■ **THE TASK**:
This task calls for copying every line in the data below that contains the word "struct".
***** RECORDS SHOWN
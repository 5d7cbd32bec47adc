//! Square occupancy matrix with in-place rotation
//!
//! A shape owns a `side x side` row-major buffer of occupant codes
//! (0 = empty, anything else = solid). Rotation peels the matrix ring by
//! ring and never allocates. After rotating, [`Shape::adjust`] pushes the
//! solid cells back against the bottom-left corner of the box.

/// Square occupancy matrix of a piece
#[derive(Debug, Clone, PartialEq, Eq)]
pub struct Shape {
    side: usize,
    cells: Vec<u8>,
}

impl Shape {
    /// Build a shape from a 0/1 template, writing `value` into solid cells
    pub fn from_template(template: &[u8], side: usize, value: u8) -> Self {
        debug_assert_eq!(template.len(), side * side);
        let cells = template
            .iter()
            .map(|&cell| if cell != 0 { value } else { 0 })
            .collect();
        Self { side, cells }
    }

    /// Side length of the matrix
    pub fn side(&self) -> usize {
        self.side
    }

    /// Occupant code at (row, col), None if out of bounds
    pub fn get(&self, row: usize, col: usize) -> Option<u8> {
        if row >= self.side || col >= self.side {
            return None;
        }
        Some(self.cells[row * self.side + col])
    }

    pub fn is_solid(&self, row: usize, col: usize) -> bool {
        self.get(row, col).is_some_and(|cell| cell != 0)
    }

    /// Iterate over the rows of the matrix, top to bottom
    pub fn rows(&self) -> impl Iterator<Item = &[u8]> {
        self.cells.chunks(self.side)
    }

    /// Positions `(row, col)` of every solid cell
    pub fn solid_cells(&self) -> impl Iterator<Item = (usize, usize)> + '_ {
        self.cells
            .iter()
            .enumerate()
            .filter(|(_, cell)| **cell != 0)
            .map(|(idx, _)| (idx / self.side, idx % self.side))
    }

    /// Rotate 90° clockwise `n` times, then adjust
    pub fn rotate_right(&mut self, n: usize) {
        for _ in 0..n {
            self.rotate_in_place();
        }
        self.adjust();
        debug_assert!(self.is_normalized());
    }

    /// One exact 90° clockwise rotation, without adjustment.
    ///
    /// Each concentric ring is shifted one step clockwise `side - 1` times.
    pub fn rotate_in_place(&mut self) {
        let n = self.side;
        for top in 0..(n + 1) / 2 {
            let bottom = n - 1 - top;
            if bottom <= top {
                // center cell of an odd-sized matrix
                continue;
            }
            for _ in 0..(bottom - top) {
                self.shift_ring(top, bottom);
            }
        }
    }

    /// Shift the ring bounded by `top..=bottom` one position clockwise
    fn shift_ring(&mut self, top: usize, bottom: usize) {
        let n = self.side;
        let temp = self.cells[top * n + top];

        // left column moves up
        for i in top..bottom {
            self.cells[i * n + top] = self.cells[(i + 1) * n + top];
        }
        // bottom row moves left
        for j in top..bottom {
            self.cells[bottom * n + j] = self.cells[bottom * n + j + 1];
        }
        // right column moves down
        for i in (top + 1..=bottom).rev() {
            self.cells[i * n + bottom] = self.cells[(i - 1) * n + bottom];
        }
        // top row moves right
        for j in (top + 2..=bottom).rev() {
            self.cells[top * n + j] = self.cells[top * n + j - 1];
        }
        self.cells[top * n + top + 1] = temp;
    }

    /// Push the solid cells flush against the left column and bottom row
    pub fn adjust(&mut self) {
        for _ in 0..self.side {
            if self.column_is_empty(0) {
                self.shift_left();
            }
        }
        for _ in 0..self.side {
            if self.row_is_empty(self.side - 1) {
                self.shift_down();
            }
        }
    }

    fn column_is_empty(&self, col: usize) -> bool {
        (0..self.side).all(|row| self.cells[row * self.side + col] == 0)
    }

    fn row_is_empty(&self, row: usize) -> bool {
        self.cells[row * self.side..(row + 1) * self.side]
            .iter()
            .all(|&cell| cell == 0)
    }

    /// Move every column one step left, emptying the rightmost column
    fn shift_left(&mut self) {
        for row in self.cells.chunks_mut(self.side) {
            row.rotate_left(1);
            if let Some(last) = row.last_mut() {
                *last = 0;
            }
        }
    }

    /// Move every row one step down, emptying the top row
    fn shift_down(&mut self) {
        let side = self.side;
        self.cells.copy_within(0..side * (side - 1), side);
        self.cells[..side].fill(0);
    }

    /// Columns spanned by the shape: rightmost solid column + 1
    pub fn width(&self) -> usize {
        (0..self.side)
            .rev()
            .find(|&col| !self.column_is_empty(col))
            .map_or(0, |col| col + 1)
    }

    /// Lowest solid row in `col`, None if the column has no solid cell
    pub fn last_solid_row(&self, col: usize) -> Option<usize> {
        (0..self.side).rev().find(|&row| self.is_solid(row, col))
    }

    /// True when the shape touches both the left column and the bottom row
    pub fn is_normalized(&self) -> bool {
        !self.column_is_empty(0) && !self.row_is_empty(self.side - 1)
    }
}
**********
***** RECORDS SHOWN
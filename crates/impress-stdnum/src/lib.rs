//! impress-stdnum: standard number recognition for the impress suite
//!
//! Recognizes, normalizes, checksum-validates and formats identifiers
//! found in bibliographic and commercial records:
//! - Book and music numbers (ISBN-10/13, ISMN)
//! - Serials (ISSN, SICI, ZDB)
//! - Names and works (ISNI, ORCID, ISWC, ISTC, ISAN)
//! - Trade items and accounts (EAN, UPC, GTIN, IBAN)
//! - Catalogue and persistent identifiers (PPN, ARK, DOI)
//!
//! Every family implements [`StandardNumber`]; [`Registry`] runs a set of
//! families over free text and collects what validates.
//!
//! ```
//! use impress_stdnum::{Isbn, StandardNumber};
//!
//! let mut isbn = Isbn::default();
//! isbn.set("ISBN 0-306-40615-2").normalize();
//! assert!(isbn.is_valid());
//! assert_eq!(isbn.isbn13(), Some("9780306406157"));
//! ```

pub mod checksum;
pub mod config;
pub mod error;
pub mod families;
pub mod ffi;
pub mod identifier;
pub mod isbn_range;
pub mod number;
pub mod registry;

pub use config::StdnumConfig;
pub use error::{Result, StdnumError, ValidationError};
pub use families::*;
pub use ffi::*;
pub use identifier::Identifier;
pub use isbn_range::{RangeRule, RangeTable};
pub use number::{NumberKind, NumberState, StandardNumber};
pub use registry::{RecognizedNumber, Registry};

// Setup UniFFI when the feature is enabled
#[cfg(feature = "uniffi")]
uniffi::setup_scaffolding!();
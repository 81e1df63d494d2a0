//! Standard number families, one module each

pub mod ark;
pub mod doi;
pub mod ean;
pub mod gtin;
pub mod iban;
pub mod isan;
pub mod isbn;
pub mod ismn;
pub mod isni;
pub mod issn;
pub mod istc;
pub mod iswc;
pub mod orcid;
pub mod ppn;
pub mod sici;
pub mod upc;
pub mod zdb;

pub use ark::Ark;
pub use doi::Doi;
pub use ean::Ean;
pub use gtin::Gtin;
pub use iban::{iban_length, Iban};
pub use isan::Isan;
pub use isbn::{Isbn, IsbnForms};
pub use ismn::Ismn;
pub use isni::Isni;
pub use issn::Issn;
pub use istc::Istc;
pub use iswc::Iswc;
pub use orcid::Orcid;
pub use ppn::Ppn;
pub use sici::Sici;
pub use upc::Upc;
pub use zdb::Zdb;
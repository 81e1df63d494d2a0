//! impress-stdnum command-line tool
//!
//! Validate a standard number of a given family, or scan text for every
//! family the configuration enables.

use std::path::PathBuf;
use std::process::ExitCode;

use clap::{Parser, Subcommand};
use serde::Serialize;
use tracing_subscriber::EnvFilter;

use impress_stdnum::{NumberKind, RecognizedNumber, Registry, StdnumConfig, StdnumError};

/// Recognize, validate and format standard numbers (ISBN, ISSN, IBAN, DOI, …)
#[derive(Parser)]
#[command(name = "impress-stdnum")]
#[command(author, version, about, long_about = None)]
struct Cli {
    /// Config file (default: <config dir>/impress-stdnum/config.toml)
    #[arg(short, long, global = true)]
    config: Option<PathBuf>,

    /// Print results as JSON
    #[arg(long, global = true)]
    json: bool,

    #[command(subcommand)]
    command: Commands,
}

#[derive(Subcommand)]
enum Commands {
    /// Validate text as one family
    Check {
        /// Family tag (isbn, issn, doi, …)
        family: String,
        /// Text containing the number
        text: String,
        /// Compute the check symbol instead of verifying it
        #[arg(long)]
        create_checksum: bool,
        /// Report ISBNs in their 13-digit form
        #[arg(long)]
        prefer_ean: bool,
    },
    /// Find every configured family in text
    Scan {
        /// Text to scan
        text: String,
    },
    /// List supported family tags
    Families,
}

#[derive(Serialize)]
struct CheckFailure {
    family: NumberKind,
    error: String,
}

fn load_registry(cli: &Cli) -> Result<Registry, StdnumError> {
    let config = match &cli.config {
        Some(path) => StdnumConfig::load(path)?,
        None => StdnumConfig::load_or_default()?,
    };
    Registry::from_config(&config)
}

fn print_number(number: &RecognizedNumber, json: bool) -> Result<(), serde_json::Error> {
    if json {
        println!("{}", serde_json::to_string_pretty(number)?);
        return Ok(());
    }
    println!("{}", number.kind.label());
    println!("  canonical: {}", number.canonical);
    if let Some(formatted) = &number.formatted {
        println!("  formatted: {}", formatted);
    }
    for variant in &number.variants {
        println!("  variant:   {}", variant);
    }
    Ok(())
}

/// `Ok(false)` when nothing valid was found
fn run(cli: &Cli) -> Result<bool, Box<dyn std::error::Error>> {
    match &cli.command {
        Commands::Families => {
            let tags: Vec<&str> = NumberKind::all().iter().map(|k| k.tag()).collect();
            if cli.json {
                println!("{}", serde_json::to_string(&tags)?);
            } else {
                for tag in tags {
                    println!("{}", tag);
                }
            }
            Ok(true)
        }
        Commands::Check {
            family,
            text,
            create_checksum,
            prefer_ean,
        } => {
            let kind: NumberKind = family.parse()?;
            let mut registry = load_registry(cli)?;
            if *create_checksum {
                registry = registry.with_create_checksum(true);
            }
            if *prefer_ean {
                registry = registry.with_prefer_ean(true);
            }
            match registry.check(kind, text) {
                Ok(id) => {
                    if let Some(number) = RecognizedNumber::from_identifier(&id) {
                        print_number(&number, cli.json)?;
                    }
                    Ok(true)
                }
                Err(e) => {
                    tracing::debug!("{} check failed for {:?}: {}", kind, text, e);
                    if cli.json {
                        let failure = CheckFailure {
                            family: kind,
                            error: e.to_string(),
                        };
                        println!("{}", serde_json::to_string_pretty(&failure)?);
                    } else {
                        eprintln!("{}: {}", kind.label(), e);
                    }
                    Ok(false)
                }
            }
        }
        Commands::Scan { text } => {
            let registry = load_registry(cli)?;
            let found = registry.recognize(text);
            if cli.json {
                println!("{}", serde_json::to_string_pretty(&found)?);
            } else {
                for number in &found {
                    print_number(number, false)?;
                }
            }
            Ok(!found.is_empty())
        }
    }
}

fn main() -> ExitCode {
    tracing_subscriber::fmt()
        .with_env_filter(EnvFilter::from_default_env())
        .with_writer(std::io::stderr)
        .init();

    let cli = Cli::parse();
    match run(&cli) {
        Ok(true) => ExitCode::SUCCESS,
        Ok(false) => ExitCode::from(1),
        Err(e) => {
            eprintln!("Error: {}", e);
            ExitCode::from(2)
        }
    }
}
**********
***** RECORDS SHOWN
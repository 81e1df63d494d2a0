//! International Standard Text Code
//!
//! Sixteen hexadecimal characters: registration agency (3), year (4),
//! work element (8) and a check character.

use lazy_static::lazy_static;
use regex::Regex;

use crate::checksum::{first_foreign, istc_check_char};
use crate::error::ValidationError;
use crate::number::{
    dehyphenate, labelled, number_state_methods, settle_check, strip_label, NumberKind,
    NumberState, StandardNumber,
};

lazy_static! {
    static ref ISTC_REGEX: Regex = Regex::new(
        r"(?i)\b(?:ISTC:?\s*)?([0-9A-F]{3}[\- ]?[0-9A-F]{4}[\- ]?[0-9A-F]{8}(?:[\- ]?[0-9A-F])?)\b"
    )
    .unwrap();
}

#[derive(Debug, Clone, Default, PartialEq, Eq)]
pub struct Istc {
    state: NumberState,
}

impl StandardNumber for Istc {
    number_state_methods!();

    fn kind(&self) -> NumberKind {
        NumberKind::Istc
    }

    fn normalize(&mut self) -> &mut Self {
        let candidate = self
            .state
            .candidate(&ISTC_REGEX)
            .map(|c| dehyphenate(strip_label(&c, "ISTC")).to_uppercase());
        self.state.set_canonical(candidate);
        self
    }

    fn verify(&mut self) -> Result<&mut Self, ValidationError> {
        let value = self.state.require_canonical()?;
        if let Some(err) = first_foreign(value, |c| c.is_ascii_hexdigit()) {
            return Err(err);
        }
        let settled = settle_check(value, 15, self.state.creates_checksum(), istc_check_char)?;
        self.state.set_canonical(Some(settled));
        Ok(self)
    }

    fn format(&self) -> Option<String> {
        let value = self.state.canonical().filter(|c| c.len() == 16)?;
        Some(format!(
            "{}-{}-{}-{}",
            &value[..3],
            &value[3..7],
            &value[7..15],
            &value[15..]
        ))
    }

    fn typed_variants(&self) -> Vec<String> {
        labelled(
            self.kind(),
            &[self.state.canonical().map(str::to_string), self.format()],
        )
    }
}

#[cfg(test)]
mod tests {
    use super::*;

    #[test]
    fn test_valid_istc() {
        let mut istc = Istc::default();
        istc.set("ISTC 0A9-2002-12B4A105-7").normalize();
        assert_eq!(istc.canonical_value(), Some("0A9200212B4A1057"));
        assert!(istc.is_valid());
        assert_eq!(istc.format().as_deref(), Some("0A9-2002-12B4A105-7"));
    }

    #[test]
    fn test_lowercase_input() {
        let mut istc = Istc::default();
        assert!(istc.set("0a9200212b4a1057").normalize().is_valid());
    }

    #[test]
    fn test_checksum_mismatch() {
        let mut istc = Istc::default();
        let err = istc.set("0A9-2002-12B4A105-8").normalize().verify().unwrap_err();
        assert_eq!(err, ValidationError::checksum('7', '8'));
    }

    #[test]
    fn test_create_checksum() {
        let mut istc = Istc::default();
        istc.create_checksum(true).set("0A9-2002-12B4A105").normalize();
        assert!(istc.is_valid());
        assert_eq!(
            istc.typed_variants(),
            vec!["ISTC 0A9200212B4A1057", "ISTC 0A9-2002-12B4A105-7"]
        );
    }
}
**********
■ **RESULT FOR THIS TASK**:
pub struct Shape {
struct Cli {
struct CheckFailure {
pub struct Istc {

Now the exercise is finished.